I feel a little fuzzy, but before I can say anything, the short-haired woman starts to wrap a rope around the boy and me. Why is she doing this? I don’t like it. The rope wraps tighter and tighter around us and I have trouble breathing. “Please stop,” I beg. But no one is listening. The boy with the blue eyes is also crying. Between my tears and my inability to breathe, I think I am going to die.
I don’t think it can get any worse until I feel myself being lifted in the air. I am terrified as I feel my feet leave the ground and I am hauled high into the cavern. There is some kind of pulley on the wall and a large man is turning a wheel and hoisting us to the high ceiling. It is so dark. I want to go home to my parents. My mother is pregnant and I want to talk to her belly. I want to talk to my baby sister. Why am I here? Suddenly, we are flipped over and as I scream in terror, I feel all the blood rushing to my head. Just before I pass out, I see a black butterfly fluttering around my face.

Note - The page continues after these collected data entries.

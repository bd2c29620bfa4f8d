use parking_lot::Mutex;

/// Results appended concurrently by every worker of a run.
///
/// Append order is completion order, not submission order, once more than
/// one worker is active.
#[derive(Debug)]
pub struct ResultCollector<R> {
    results: Mutex<Vec<R>>,
}

impl<R> Default for ResultCollector<R> {
    fn default() -> Self {
        Self::new()
    }
}

impl<R> ResultCollector<R> {
    pub fn new() -> Self {
        Self {
            results: Mutex::new(Vec::new()),
        }
    }

    pub fn push(&self, result: R) {
        self.results.lock().push(result);
    }

    /// Append a whole bite of results under one lock.
    pub fn extend(&self, results: Vec<R>) {
        if results.is_empty() {
            return;
        }
        self.results.lock().extend(results);
    }

    pub fn len(&self) -> usize {
        self.results.lock().len()
    }

    pub fn is_empty(&self) -> bool {
        self.results.lock().is_empty()
    }

    /// Run `f` against the results collected so far.
    pub fn with_results<F, O>(&self, f: F) -> O
    where
        F: FnOnce(&[R]) -> O,
    {
        f(self.results.lock().as_slice())
    }

    /// Move everything out, leaving the collector empty for the next run.
    pub fn take(&self) -> Vec<R> {
        std::mem::take(&mut *self.results.lock())
    }
}
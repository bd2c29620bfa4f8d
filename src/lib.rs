pub mod buffer;
pub mod config;
pub mod error;
pub mod monitor;
pub mod shutdown;
pub mod worker;

pub use buffer::{BufferManager, RunStats, WorkQueue};
pub use error::{IngestError, Result};
pub use monitor::JobMonitor;
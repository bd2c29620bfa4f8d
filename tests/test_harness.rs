//! Scripted collaborators for report monitor tests.
//!
//! Provides a report service whose responses are fixed up front and a cache
//! factory that never connects.

use std::collections::{HashMap, VecDeque};
use std::sync::atomic::{AtomicU32, AtomicU64, Ordering};
use std::sync::{Arc, Mutex};

use async_trait::async_trait;

use ingest_buffer::buffer::WorkQueue;
use ingest_buffer::config::{MonitorConfig, RetryConfig};
use ingest_buffer::monitor::{
    CreateOutcome, InMemoryStatusCache, JobMonitor, JobReference, ReportApi, ReportStatus,
    StatusCache, StatusCacheFactory,
};
use ingest_buffer::{IngestError, Result};

/// Monitor configuration with short delays and a small retry budget.
pub fn test_monitor_config() -> MonitorConfig {
    MonitorConfig {
        idle_timeout_ms: 100,
        poll_interval_ms: 1_000,
        concurrency_backoff_ms: 10_000,
        max_concurrency_waits: None,
        max_status_checks: Some(50),
        retry: RetryConfig {
            max_attempts: 3,
            initial_backoff_ms: 100,
            max_backoff_ms: 1_000,
        },
    }
}

/// Report service with scripted answers.
///
/// `create_report` returns queued outcomes in order, then creates reports
/// with increasing ids. `poll_status` walks each report through the status
/// script and repeats its last entry.
pub struct MockReportApi {
    create_script: Mutex<VecDeque<CreateOutcome>>,
    status_script: Vec<ReportStatus>,
    failing_creates: AtomicU32,
    failing_polls: AtomicU32,
    next_report_id: AtomicU64,
    polls: Mutex<HashMap<u64, usize>>,
    pub create_calls: AtomicU32,
    pub poll_calls: AtomicU32,
}

impl MockReportApi {
    pub fn new(status_script: Vec<ReportStatus>) -> Self {
        Self {
            create_script: Mutex::new(VecDeque::new()),
            status_script,
            failing_creates: AtomicU32::new(0),
            failing_polls: AtomicU32::new(0),
            next_report_id: AtomicU64::new(100),
            polls: Mutex::new(HashMap::new()),
            create_calls: AtomicU32::new(0),
            poll_calls: AtomicU32::new(0),
        }
    }

    /// Reports go queued, running, then finished.
    pub fn finishing() -> Self {
        Self::new(vec![
            ReportStatus::Queued,
            ReportStatus::Running,
            ReportStatus::Finished,
        ])
    }

    pub fn with_create_outcomes(self, outcomes: Vec<CreateOutcome>) -> Self {
        *self.create_script.lock().unwrap() = outcomes.into();
        self
    }

    /// The next `n` create calls fail with a remote error.
    pub fn failing_creates(self, n: u32) -> Self {
        self.failing_creates.store(n, Ordering::SeqCst);
        self
    }

    /// The next `n` status polls fail with a remote error.
    pub fn failing_polls(self, n: u32) -> Self {
        self.failing_polls.store(n, Ordering::SeqCst);
        self
    }

    pub fn creates(&self) -> u32 {
        self.create_calls.load(Ordering::SeqCst)
    }

    pub fn polls(&self) -> u32 {
        self.poll_calls.load(Ordering::SeqCst)
    }

    fn take_failure(counter: &AtomicU32) -> bool {
        counter
            .fetch_update(Ordering::SeqCst, Ordering::SeqCst, |n| n.checked_sub(1))
            .is_ok()
    }
}

#[async_trait]
impl ReportApi for MockReportApi {
    async fn create_report(&self, _job: &JobReference) -> Result<CreateOutcome> {
        self.create_calls.fetch_add(1, Ordering::SeqCst);
        if Self::take_failure(&self.failing_creates) {
            return Err(IngestError::Remote("service unavailable".into()));
        }
        if let Some(outcome) = self.create_script.lock().unwrap().pop_front() {
            return Ok(outcome);
        }
        let id = self.next_report_id.fetch_add(1, Ordering::SeqCst);
        Ok(CreateOutcome::Created(id))
    }

    async fn poll_status(&self, report_id: u64) -> Result<ReportStatus> {
        self.poll_calls.fetch_add(1, Ordering::SeqCst);
        if Self::take_failure(&self.failing_polls) {
            return Err(IngestError::Remote("status endpoint timed out".into()));
        }
        let mut polls = self.polls.lock().unwrap();
        let seen = polls.entry(report_id).or_insert(0);
        let idx = (*seen).min(self.status_script.len().saturating_sub(1));
        *seen += 1;
        self.status_script
            .get(idx)
            .copied()
            .ok_or_else(|| IngestError::Remote("no status scripted".into()))
    }
}

/// Cache factory whose connections always fail.
pub struct UnreachableCache {
    pub attempts: AtomicU32,
}

impl UnreachableCache {
    pub fn new() -> Self {
        Self {
            attempts: AtomicU32::new(0),
        }
    }
}

#[async_trait]
impl StatusCacheFactory for UnreachableCache {
    async fn connect(&self) -> Result<Box<dyn StatusCache>> {
        self.attempts.fetch_add(1, Ordering::SeqCst);
        Err(IngestError::Cache("connection refused".into()))
    }
}

/// Build a monitor over a fresh queue, returning the queue for pushing jobs.
pub fn build_monitor(
    config: MonitorConfig,
    cache: &InMemoryStatusCache,
    api: Arc<MockReportApi>,
) -> (JobMonitor, Arc<WorkQueue<JobReference>>) {
    let queue = Arc::new(WorkQueue::new());
    let monitor = JobMonitor::builder()
        .config(config)
        .queue(queue.clone())
        .cache(Arc::new(cache.clone()))
        .api(api)
        .build()
        .expect("monitor should build");
    (monitor, queue)
}
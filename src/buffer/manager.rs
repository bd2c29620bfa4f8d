use std::sync::Arc;

use tokio::runtime::Handle;
use tokio::task::JoinHandle;
use uuid::Uuid;

use crate::buffer::{ResultCollector, RunStats, WorkQueue};
use crate::config::BufferConfig;
use crate::error::{IngestError, Result};
use crate::worker::{ConsumerHook, Passthrough, Processor, Worker, WorkerSummary};

/// Callback run once per drain with the full result set.
pub type BufferHook<R> = Arc<dyn Fn(&[R]) + Send + Sync>;

/// A spawned worker owned by the manager.
struct WorkerHandle {
    id: u64,
    handle: JoinHandle<WorkerSummary>,
}

impl WorkerHandle {
    fn is_alive(&self) -> bool {
        !self.handle.is_finished()
    }
}

/// Accepts items from a producer without blocking and scales a pool of
/// [`Worker`]s to the backlog.
///
/// The first submission of a run starts one worker. Each later submission
/// starts another while the backlog exceeds `trigger_limit`, up to
/// `max_consumers` running at once. [`drain`](Self::drain) waits for every
/// worker to go idle and returns what they collected.
///
/// `submit` and `drain` take `&mut self`: the running set has a single
/// writer. Producers on several tasks need to wrap the manager in a lock.
pub struct BufferManager<T, P = Passthrough>
where
    T: Send + 'static,
    P: Processor<T>,
{
    config: BufferConfig,
    runtime: Handle,
    run_id: Uuid,
    queue: Arc<WorkQueue<T>>,
    collector: Arc<ResultCollector<P::Output>>,
    stats: Arc<RunStats>,
    processor: Arc<P>,
    running: Vec<WorkerHandle>,
    exited: Vec<WorkerHandle>,
    next_worker_id: u64,
    peak_workers: usize,
    on_consumer_complete: Option<ConsumerHook<P::Output>>,
    on_buffer_complete: Option<BufferHook<P::Output>>,
}

impl<T> BufferManager<T, Passthrough>
where
    T: Send + 'static,
{
    /// A manager whose workers collect every item unchanged.
    pub fn passthrough(config: BufferConfig) -> Result<Self> {
        Self::new(config, Passthrough)
    }
}

impl<T, P> BufferManager<T, P>
where
    T: Send + 'static,
    P: Processor<T>,
{
    /// Create a manager on the current tokio runtime.
    ///
    /// # Errors
    ///
    /// [`IngestError::Config`] if the configuration is invalid or no tokio
    /// runtime is running.
    pub fn new(config: BufferConfig, processor: P) -> Result<Self> {
        config.validate()?;
        let runtime = Handle::try_current().map_err(|_| {
            IngestError::Config("BufferManager must be created inside a tokio runtime".into())
        })?;

        let run_id = Uuid::new_v4();
        tracing::info!(
            run_id = %run_id,
            trigger_limit = config.trigger_limit,
            bite_size = config.bite_size,
            max_consumers = config.max_consumers,
            failure_policy = %config.failure_policy,
            "Buffer created"
        );

        Ok(Self {
            config,
            runtime,
            run_id,
            queue: Arc::new(WorkQueue::new()),
            collector: Arc::new(ResultCollector::new()),
            stats: Arc::new(RunStats::new()),
            processor: Arc::new(processor),
            running: Vec::new(),
            exited: Vec::new(),
            next_worker_id: 1,
            peak_workers: 0,
            on_consumer_complete: None,
            on_buffer_complete: None,
        })
    }

    /// Run `hook` each time a worker exits, before the buffer has drained.
    pub fn on_consumer_complete<F>(mut self, hook: F) -> Self
    where
        F: Fn(&WorkerSummary, &[P::Output]) + Send + Sync + 'static,
    {
        self.on_consumer_complete = Some(Arc::new(hook));
        self
    }

    /// Run `hook` once at the end of every drain with the full results.
    pub fn on_buffer_complete<F>(mut self, hook: F) -> Self
    where
        F: Fn(&[P::Output]) + Send + Sync + 'static,
    {
        self.on_buffer_complete = Some(Arc::new(hook));
        self
    }

    /// Enqueue `item` and start workers as the backlog requires.
    ///
    /// Never waits on workers. Submitting after a drain starts a new run with
    /// fresh statistics.
    pub fn submit(&mut self, item: T) -> Result<()> {
        if self.stats.is_finished() {
            self.start_new_run();
        }
        self.stats.mark_started();

        self.queue.push(item)?;
        self.reap_exited();

        if self.running.is_empty() {
            self.spawn_worker();
        } else if self.queue.len() > self.config.trigger_limit
            && self.running.len() < self.config.max_consumers
        {
            self.spawn_worker();
        }

        Ok(())
    }

    /// Wait for every worker to exit and return the collected results.
    ///
    /// Should be called once the producer has stopped submitting.
    pub async fn drain(&mut self) -> Vec<P::Output> {
        loop {
            let workers: Vec<WorkerHandle> = self
                .exited
                .drain(..)
                .chain(self.running.drain(..))
                .collect();
            for worker in workers {
                self.join_worker(worker).await;
            }

            if self.queue.is_empty() {
                break;
            }

            // An item raced a worker's idle exit, or an aborting worker handed
            // its bite back
            tracing::debug!(
                run_id = %self.run_id,
                backlog = self.queue.len(),
                "Items left after workers exited"
            );
            self.spawn_worker();
        }

        self.stats.mark_finished();
        let results = self.collector.take();

        tracing::info!(
            run_id = %self.run_id,
            results = results.len(),
            processed = self.stats.processed(),
            failed = self.stats.failed(),
            peak_workers = self.peak_workers,
            rate = ?self.stats.average_rate().ok(),
            "Buffer drained"
        );

        if let Some(hook) = &self.on_buffer_complete {
            hook(&results);
        }

        results
    }

    pub fn run_id(&self) -> Uuid {
        self.run_id
    }

    /// Statistics of the current run.
    pub fn stats(&self) -> Arc<RunStats> {
        self.stats.clone()
    }

    /// Items waiting in the queue.
    pub fn backlog(&self) -> usize {
        self.queue.len()
    }

    /// Workers that have not exited yet.
    pub fn running_workers(&self) -> usize {
        self.running.iter().filter(|w| w.is_alive()).count()
    }

    /// Most workers tracked as running at once since creation.
    pub fn peak_workers(&self) -> usize {
        self.peak_workers
    }

    /// Workers spawned since creation, across all runs.
    pub fn workers_started(&self) -> u64 {
        self.next_worker_id - 1
    }

    fn start_new_run(&mut self) {
        self.run_id = Uuid::new_v4();
        self.stats = Arc::new(RunStats::new());
        tracing::info!(run_id = %self.run_id, "Starting new buffer run");
    }

    fn spawn_worker(&mut self) {
        let id = self.next_worker_id;
        self.next_worker_id += 1;

        let worker = Worker::new(
            id,
            self.run_id,
            self.queue.clone(),
            self.collector.clone(),
            self.stats.clone(),
            self.processor.clone(),
            &self.config,
        )
        .with_completion_hook(self.on_consumer_complete.clone());

        let handle = self.runtime.spawn(worker.run());
        self.running.push(WorkerHandle { id, handle });
        self.peak_workers = self.peak_workers.max(self.running_workers());

        tracing::debug!(
            run_id = %self.run_id,
            worker_id = id,
            running = self.running.len(),
            backlog = self.queue.len(),
            "Worker spawned"
        );
    }

    /// Move workers that have exited out of the running set.
    fn reap_exited(&mut self) {
        if self.running.iter().all(WorkerHandle::is_alive) {
            return;
        }
        let (alive, exited): (Vec<_>, Vec<_>) = std::mem::take(&mut self.running)
            .into_iter()
            .partition(WorkerHandle::is_alive);
        self.running = alive;
        self.exited.extend(exited);
    }

    async fn join_worker(&self, worker: WorkerHandle) {
        match worker.handle.await {
            Ok(summary) => {
                tracing::debug!(
                    run_id = %self.run_id,
                    worker_id = summary.worker_id,
                    processed = summary.processed,
                    exit = %summary.exit,
                    "Worker joined"
                );
            }
            Err(e) if e.is_panic() => {
                tracing::error!(run_id = %self.run_id, worker_id = worker.id, "Worker panicked");
            }
            Err(e) => {
                tracing::warn!(
                    run_id = %self.run_id,
                    worker_id = worker.id,
                    error = %e,
                    "Worker task did not complete"
                );
            }
        }
    }
}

I jolt awake, bathed in sweat, trying to get my bearings. The guttering candle makes ominous shadows around the cave and for a moment I’m not sure if I am still trapped in my dream. I peek outside and see the full moon low on the horizon. I have slept for most of the day. I stretch my arms and roll my neck a few times, stiff from sleeping so long on the hard cave floor. My stomach is growling. I need food and a better place to hide, but I don’t know where to go.